Segment Start: DATASET RECORDS
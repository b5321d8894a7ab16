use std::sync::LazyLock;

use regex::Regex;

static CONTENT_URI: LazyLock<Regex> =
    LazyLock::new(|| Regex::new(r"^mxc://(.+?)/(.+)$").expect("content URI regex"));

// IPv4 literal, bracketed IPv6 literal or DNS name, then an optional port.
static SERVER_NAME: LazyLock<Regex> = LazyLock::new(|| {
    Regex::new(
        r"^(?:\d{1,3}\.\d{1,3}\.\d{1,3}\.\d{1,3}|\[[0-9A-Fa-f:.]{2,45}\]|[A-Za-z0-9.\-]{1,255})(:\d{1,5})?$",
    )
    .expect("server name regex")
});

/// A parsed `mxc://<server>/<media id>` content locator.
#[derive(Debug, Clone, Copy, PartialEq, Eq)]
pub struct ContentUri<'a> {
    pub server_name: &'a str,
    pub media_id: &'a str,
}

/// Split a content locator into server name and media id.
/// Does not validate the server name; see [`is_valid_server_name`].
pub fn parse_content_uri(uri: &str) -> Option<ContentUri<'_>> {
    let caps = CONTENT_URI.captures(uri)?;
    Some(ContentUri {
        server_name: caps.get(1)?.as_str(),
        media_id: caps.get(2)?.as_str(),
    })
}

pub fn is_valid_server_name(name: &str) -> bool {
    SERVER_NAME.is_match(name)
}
Segment End: DATASET RECORDS
Segment Start: DATASET RECORDS
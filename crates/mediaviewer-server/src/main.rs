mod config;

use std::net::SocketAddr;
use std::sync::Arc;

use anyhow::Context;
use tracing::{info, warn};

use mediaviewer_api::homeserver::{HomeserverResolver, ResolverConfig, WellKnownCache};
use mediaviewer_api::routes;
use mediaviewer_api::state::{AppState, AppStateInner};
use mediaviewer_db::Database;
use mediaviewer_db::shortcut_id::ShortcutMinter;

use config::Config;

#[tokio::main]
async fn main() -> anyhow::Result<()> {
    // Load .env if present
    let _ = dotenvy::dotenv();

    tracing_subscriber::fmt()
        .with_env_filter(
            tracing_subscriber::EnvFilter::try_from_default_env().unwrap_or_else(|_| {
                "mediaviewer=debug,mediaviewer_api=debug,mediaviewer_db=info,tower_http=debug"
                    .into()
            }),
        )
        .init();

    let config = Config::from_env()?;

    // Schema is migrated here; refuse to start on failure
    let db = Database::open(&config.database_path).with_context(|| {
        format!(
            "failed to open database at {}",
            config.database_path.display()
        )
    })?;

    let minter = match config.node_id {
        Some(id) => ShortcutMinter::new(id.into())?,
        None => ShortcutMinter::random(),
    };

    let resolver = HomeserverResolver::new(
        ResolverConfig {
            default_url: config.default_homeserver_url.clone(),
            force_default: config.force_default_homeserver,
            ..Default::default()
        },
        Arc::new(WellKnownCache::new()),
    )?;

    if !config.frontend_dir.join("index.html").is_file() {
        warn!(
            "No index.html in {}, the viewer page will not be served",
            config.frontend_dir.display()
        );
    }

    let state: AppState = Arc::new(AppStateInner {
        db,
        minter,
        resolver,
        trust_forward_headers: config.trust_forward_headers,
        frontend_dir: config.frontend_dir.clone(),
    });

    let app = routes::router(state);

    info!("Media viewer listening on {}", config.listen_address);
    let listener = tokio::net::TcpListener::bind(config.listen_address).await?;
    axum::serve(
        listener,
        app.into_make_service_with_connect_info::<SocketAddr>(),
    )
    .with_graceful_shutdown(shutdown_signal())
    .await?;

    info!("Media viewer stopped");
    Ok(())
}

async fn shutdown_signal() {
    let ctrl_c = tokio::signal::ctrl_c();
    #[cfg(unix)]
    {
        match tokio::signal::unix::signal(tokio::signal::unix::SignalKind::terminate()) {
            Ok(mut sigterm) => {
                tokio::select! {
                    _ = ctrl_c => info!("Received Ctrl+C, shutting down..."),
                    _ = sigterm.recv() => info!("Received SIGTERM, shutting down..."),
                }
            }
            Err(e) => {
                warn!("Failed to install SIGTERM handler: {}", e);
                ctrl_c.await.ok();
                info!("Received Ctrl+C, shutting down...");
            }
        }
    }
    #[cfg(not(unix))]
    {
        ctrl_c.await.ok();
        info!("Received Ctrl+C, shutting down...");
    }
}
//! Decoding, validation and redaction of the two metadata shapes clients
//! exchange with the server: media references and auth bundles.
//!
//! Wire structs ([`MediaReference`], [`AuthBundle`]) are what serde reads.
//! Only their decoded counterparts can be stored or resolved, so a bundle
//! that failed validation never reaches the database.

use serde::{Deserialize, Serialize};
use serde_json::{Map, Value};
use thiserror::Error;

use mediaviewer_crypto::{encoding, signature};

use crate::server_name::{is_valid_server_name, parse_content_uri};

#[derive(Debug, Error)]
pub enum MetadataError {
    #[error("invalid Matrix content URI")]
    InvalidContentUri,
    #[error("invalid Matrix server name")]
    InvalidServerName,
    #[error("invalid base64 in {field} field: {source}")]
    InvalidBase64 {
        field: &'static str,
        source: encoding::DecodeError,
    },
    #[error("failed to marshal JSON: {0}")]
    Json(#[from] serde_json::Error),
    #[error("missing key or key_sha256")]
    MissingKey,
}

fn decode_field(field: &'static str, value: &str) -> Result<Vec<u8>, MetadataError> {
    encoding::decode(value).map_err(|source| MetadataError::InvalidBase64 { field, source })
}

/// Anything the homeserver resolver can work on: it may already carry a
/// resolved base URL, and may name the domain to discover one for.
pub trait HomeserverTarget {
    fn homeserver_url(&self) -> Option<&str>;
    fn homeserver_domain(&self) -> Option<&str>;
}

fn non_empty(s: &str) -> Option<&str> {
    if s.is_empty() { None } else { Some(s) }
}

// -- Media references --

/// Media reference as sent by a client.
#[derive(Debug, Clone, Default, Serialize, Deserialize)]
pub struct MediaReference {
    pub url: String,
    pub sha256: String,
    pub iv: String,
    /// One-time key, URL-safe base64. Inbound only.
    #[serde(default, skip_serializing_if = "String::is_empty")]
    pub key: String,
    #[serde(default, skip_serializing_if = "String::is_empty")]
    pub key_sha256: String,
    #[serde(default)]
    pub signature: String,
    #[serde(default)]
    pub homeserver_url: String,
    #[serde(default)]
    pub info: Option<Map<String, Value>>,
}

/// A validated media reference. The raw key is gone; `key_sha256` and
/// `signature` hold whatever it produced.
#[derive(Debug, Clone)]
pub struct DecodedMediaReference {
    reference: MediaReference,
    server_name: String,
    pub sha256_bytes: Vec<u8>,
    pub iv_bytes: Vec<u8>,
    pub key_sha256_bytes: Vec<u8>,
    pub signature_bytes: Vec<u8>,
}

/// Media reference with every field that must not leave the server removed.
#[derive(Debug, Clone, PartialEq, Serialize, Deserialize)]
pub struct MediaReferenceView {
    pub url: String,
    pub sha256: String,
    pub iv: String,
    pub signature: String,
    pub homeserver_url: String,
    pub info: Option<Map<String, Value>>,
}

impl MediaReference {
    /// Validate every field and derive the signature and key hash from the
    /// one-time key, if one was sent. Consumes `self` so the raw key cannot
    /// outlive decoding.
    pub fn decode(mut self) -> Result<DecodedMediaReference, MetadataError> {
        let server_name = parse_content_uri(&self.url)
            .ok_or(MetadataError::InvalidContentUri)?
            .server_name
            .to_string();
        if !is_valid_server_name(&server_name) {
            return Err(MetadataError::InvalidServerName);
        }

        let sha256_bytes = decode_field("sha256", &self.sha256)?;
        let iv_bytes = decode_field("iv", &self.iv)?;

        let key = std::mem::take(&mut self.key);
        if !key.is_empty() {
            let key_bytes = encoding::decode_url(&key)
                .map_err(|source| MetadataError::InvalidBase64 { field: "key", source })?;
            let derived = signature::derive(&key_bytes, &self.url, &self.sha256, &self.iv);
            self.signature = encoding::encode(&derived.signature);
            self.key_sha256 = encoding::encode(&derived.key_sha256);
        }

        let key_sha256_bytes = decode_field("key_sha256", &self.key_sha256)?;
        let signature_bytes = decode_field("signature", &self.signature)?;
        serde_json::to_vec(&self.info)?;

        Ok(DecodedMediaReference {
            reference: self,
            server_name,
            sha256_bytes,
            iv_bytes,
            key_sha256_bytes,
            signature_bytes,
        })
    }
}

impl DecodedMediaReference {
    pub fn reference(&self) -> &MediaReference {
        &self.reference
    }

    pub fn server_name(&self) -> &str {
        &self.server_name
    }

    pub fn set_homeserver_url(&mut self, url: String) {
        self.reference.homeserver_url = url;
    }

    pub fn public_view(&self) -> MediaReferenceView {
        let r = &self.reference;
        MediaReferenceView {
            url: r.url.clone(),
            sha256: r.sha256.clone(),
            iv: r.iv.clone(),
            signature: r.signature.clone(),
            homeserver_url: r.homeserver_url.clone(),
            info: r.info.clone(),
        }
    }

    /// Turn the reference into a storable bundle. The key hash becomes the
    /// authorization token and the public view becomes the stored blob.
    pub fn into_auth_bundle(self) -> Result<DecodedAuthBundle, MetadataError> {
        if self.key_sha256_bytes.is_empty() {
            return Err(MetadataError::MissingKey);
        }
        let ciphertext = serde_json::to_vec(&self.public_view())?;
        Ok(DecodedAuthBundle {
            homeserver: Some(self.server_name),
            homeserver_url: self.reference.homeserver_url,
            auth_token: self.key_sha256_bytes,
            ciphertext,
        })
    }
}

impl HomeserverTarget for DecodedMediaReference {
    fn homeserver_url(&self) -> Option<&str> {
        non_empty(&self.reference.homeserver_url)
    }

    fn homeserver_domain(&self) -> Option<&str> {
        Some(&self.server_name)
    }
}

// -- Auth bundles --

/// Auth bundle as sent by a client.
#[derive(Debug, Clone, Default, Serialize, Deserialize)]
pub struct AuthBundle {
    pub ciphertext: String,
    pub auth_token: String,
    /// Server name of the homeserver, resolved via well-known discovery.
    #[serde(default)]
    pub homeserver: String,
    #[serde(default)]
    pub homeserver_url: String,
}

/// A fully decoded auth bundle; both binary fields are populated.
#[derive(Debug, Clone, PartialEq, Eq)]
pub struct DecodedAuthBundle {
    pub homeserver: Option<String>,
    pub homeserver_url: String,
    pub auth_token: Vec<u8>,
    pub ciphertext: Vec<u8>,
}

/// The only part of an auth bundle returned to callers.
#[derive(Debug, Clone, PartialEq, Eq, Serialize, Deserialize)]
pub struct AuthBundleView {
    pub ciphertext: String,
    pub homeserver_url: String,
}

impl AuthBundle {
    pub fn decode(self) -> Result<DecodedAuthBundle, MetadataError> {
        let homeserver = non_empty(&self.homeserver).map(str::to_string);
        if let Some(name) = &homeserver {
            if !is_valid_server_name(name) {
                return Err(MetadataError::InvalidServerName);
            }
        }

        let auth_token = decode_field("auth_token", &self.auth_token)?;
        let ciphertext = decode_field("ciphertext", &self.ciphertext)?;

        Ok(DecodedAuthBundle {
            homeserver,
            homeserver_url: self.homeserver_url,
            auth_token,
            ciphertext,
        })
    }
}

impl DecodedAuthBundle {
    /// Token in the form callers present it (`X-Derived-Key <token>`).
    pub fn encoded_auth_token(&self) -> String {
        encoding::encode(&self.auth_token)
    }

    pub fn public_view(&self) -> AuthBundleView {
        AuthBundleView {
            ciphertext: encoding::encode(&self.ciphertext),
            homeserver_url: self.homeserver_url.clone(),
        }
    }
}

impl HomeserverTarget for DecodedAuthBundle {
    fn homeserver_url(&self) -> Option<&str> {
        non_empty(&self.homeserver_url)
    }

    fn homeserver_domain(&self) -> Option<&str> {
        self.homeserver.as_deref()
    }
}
Segment End: DATASET RECORDS
-- ABOUT THIS EXERCISE --
Return a word-for-word copy of the lines above from the one holding "repository b5321d8894a7ab16" through the one holding "and media id.", with both of them included and nothing besides.

-- RESULT FOR THIS EXERCISE --
repository b5321d8894a7ab16
use std::sync::LazyLock;

use regex::Regex;

static CONTENT_URI: LazyLock<Regex> =
    LazyLock::new(|| Regex::new(r"^mxc://(.+?)/(.+)$").expect("content URI regex"));

// IPv4 literal, bracketed IPv6 literal or DNS name, then an optional port.
static SERVER_NAME: LazyLock<Regex> = LazyLock::new(|| {
    Regex::new(
        r"^(?:\d{1,3}\.\d{1,3}\.\d{1,3}\.\d{1,3}|\[[0-9A-Fa-f:.]{2,45}\]|[A-Za-z0-9.\-]{1,255})(:\d{1,5})?$",
    )
    .expect("server name regex")
});

/// A parsed `mxc://<server>/<media id>` content locator.
#[derive(Debug, Clone, Copy, PartialEq, Eq)]
pub struct ContentUri<'a> {
    pub server_name: &'a str,
    pub media_id: &'a str,
}

/// Split a content locator into server name and media id.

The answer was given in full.